(SOURCE MATERIAL begins)

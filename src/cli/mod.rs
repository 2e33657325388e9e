//! autoplan CLI Module
//!
//! Command-line interface for running, validating and inspecting plans.

use clap::{Parser, Subcommand};
use colored::*;
use std::path::{Path, PathBuf};
use std::time::Instant;

use crate::dataset::{missing_counts, ColumnType, DataLoader, DatasetInput, RunConfig};
use crate::engine::{ExecutionReport, PlanEngine};
use crate::plan::{AnalysisPlan, PlanWarning, TaskKind};
use crate::preprocessing::StepStatus;
use crate::training::CandidateScore;

// ─── Styling helpers ───────────────────────────────────────────────────────────

const W: usize = 58; // box inner width

fn dim(s: &str) -> ColoredString   { s.truecolor(100, 100, 100) }
fn accent(s: &str) -> ColoredString { s.truecolor(120, 170, 255) }
fn muted(s: &str) -> ColoredString  { s.truecolor(140, 140, 140) }
fn ok(s: &str) -> ColoredString     { s.truecolor(100, 210, 120) }
fn bad(s: &str) -> ColoredString    { s.truecolor(235, 110, 100) }
fn warn(s: &str) -> ColoredString   { s.truecolor(230, 190, 90) }

fn line_box_top()    { println!("  {}", dim("┌─────────────────────────────────────────────────────────┐")); }
fn line_box_bottom() { println!("  {}", dim("└─────────────────────────────────────────────────────────┘")); }
fn line_box_sep()    { println!("  {}", dim("├─────────────────────────────────────────────────────────┤")); }

fn line_box(content: &str) {
    let visible_len = strip_ansi(content).chars().count();
    let pad = W.saturating_sub(visible_len);
    println!("  {}  {}{} {}", dim("│"), content, " ".repeat(pad), dim("│"));
}

fn line_box_center(content: &str) {
    let visible_len = strip_ansi(content).chars().count();
    let total_pad = W.saturating_sub(visible_len);
    let left = total_pad / 2;
    let right = total_pad - left;
    println!("  {}  {}{}{} {}", dim("│"), " ".repeat(left), content, " ".repeat(right), dim("│"));
}

fn strip_ansi(s: &str) -> String {
    let mut out = String::new();
    let mut in_escape = false;
    for c in s.chars() {
        if c == '\x1b' { in_escape = true; continue; }
        if in_escape { if c == 'm' { in_escape = false; } continue; }
        out.push(c);
    }
    out
}

fn kv(key: &str, val: &str) -> String {
    format!("{} {}", muted(key), val.white())
}

fn step_ok(msg: &str) {
    println!("  {} {}", ok("✓"), msg);
}

fn step_fail(msg: &str) {
    println!("  {} {}", bad("✗"), msg);
}

fn step_run(msg: &str) {
    print!("  {} {}... ", accent("›"), msg);
}

fn step_done(detail: &str) {
    println!("{} {}", ok("done"), dim(detail));
}

fn section(title: &str) {
    println!();
    println!("  {}", title.white().bold());
    println!("  {}", dim(&"─".repeat(56)));
}

// ─── CLI definition ────────────────────────────────────────────────────────────

#[derive(Parser)]
#[command(name = "autoplan")]
#[command(version = env!("CARGO_PKG_VERSION"))]
#[command(about = "Execute analysis plans against tabular datasets")]
#[command(long_about = None)]
pub struct Cli {
    #[command(subcommand)]
    pub command: Commands,
}

#[derive(Subcommand)]
pub enum Commands {
    /// Execute a plan: transform the dataset, then train and score candidates
    Run {
        /// Analysis plan (JSON)
        #[arg(short, long)]
        plan: PathBuf,

        /// Data config (YAML)
        #[arg(short, long)]
        data: PathBuf,

        /// Task kind: 1/regression, 2/classification, 3/clustering
        #[arg(short, long)]
        task: TaskKind,

        /// Seed for the train/test split
        #[arg(long)]
        seed: Option<u64>,

        /// Fraction of rows held out for scoring
        #[arg(long)]
        test_size: Option<f64>,

        /// Write the execution report as JSON
        #[arg(long)]
        report: Option<PathBuf>,

        /// Write the transformed dataset as CSV
        #[arg(long)]
        transformed: Option<PathBuf>,
    },

    /// Check a plan for policy violations without executing it
    Validate {
        /// Analysis plan (JSON)
        #[arg(short, long)]
        plan: PathBuf,

        /// Data config (YAML), enables column checks
        #[arg(short, long)]
        data: Option<PathBuf>,

        /// Only check this task's candidates
        #[arg(short, long)]
        task: Option<TaskKind>,
    },

    /// Show dataset information
    Info {
        /// Data config (YAML)
        #[arg(short, long)]
        data: PathBuf,
    },
}

/// Dispatch a parsed command line
pub fn run(cli: Cli) -> anyhow::Result<()> {
    match cli.command {
        Commands::Run { plan, data, task, seed, test_size, report, transformed } => {
            cmd_run(&plan, &data, task, seed, test_size, report.as_deref(), transformed.as_deref())
        }
        Commands::Validate { plan, data, task } => cmd_validate(&plan, data.as_deref(), task),
        Commands::Info { data } => cmd_info(&data),
    }
}

fn load_input(data_path: &Path) -> anyhow::Result<(RunConfig, DatasetInput)> {
    let config = RunConfig::from_path(data_path)?;
    let frame = DataLoader::new().load(&config.data)?;
    let schema = config.data.schema.to_descriptor()?;
    Ok((config, DatasetInput::with_schema(frame, schema)))
}

fn print_warnings(warnings: &[PlanWarning]) {
    for warning in warnings {
        let location = warning.step.map(|i| format!("step #{} ", i)).unwrap_or_default();
        println!("  {} {}{}", warn("!"), dim(&location), warning.message);
    }
}

// ─── Run ───────────────────────────────────────────────────────────────────────

pub fn cmd_run(
    plan_path: &Path,
    data_path: &Path,
    task: TaskKind,
    seed: Option<u64>,
    test_size: Option<f64>,
    report_path: Option<&Path>,
    transformed_path: Option<&Path>,
) -> anyhow::Result<()> {
    let start = Instant::now();

    println!();
    line_box_top();
    line_box_center(&format!("{}", "autoplan".white().bold()));
    line_box_sep();
    line_box(&kv("Plan ", &plan_path.display().to_string()));
    line_box(&kv("Data ", &data_path.display().to_string()));
    line_box(&kv("Task ", task.as_str()));
    line_box_bottom();

    section("Inputs");
    step_run("Loading plan");
    let plan = AnalysisPlan::from_path(plan_path)?;
    step_done(&format!(
        "{} steps, {} candidates",
        plan.transformations.len(),
        plan.candidates(task).len()
    ));

    step_run("Loading data");
    let (config, input) = load_input(data_path)?;
    step_done(&format!("{} rows × {} cols", input.frame.height(), input.frame.width()));

    let warnings = plan.validate(task, Some(&input.schema));
    if !warnings.is_empty() {
        section("Plan warnings");
        print_warnings(&warnings);
    }

    let mut engine_config = config.engine_config();
    if let Some(seed) = seed {
        engine_config = engine_config.with_random_seed(seed);
    }
    if let Some(test_size) = test_size {
        engine_config = engine_config.with_test_size(test_size);
    }

    let report = PlanEngine::builtin(engine_config).execute(&plan, input, task)?;
    print_report(&report);

    if let Some(path) = report_path {
        std::fs::write(path, report.to_json()?)?;
        step_ok(&format!("Report saved to {}", path.display()));
    }
    if let Some(path) = transformed_path {
        let mut frame = report.transformed.clone();
        DataLoader::new().write_csv(&mut frame, path)?;
        step_ok(&format!("Transformed data saved to {}", path.display()));
    }

    println!();
    println!("  {}", dim(&format!("finished in {:.2}s", start.elapsed().as_secs_f64())));
    println!();
    Ok(())
}

fn print_report(report: &ExecutionReport) {
    section("Transformations");
    if report.steps.is_empty() {
        println!("  {}", dim("no steps"));
    }
    for step in &report.steps {
        let label = format!("#{} {} {}", step.index, step.transformer, dim(&step.columns.join(", ")));
        match &step.status {
            StepStatus::Applied => step_ok(&label),
            StepStatus::Failed { kind, message } => {
                step_fail(&label);
                println!("      {} {}", bad(&kind.to_string()), dim(message));
            }
        }
    }
    let residual = report.residual_missing();
    if residual > 0 {
        println!("  {} {} missing cells remain", warn("!"), residual);
    }

    section("Candidates");
    if report.candidates.is_empty() {
        println!("  {}", dim("no candidates for this task"));
        return;
    }
    println!("  {:<30} {:>12} {:>10}", muted("Model"), muted("Score"), muted("Fit"));
    println!("  {}", dim(&"─".repeat(54)));
    for candidate in &report.candidates {
        let score = match (&candidate.score, &candidate.error) {
            (_, Some(error)) => bad(&error.kind.to_string()),
            (CandidateScore::Value(v), None) => ok(&format!("{:.4}", v)),
            (CandidateScore::Unavailable { .. }, None) => muted("unavailable"),
        };
        println!(
            "  {:<30} {:>12} {:>9.3}s",
            candidate.model_name, score, candidate.fit_seconds
        );
        if let Some(error) = &candidate.error {
            println!("      {}", dim(&error.message));
        }
    }
}

// ─── Validate ──────────────────────────────────────────────────────────────────

pub fn cmd_validate(plan_path: &Path, data_path: Option<&Path>, task: Option<TaskKind>) -> anyhow::Result<()> {
    section("Plan Validation");

    let plan = AnalysisPlan::from_path(plan_path)?;
    let schema = match data_path {
        Some(path) => Some(load_input(path)?.1.schema),
        None => None,
    };

    println!("  {:<14} {}", muted("Plan"), plan_path.display());
    println!("  {:<14} {}", muted("Steps"), plan.transformations.len());
    for task in TaskKind::ALL {
        println!("  {:<14} {}", muted(task.as_str()), plan.candidates(task).len());
    }
    println!();

    let tasks: Vec<TaskKind> = match task {
        Some(task) => vec![task],
        None => TaskKind::ALL
            .into_iter()
            .filter(|t| !plan.candidates(*t).is_empty())
            .collect(),
    };
    let mut warnings: Vec<PlanWarning> = Vec::new();
    for task in &tasks {
        for warning in plan.validate(*task, schema.as_ref()) {
            if !warnings.contains(&warning) {
                warnings.push(warning);
            }
        }
    }
    if tasks.is_empty() {
        println!("  {} plan suggests no models for any task", warn("!"));
        warnings = plan.validate(TaskKind::Regression, schema.as_ref());
        warnings.retain(|w| w.step.is_some());
    }
    print_warnings(&warnings);
    if warnings.is_empty() {
        step_ok("No policy violations");
    }
    println!();
    Ok(())
}

// ─── Info ──────────────────────────────────────────────────────────────────────

pub fn cmd_info(data_path: &Path) -> anyhow::Result<()> {
    section("Data Info");

    let (_, input) = load_input(data_path)?;
    let df = &input.frame;

    println!("  {:<12} {}", muted("Config"), data_path.display());
    println!("  {:<12} {}", muted("Rows"), df.height());
    println!("  {:<12} {}", muted("Columns"), df.width());
    println!(
        "  {:<12} {}",
        muted("Target"),
        input.schema.target_column.as_deref().unwrap_or("-")
    );
    println!("  {:<12} {:.2} MB", muted("Memory"), df.estimated_size() as f64 / 1024.0 / 1024.0);
    println!();

    println!(
        "  {:<20} {:<12} {:<12} {:>6}",
        muted("Column"),
        muted("Dtype"),
        muted("Type"),
        muted("Nulls")
    );
    println!("  {}", dim(&"─".repeat(54)));

    for (col, missing) in df.get_columns().iter().zip(missing_counts(df)) {
        let ty = input
            .schema
            .column_type(col.name())
            .unwrap_or_else(|| ColumnType::from_dtype(col.dtype()));
        println!(
            "  {:<20} {:<12} {:<12} {:>6}",
            col.name().as_str(),
            format!("{}", col.dtype()).truecolor(140, 140, 140),
            ty.to_string(),
            missing.missing
        );
    }

    println!();
    Ok(())
}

(SOURCE MATERIAL ends)

* _YOUR TASK_
Reproduce precisely, and with no line left out, each line from the top of the entries through the line that carries "use std::time::Instant;".

* _ANSWER TO THE EXERCISE_
filename src/cli/mod.rs
repository 2e33657325388e9e
//! autoplan CLI Module
//!
//! Command-line interface for running, validating and inspecting plans.

use clap::{Parser, Subcommand};
use colored::*;
use std::path::{Path, PathBuf};
use std::time::Instant;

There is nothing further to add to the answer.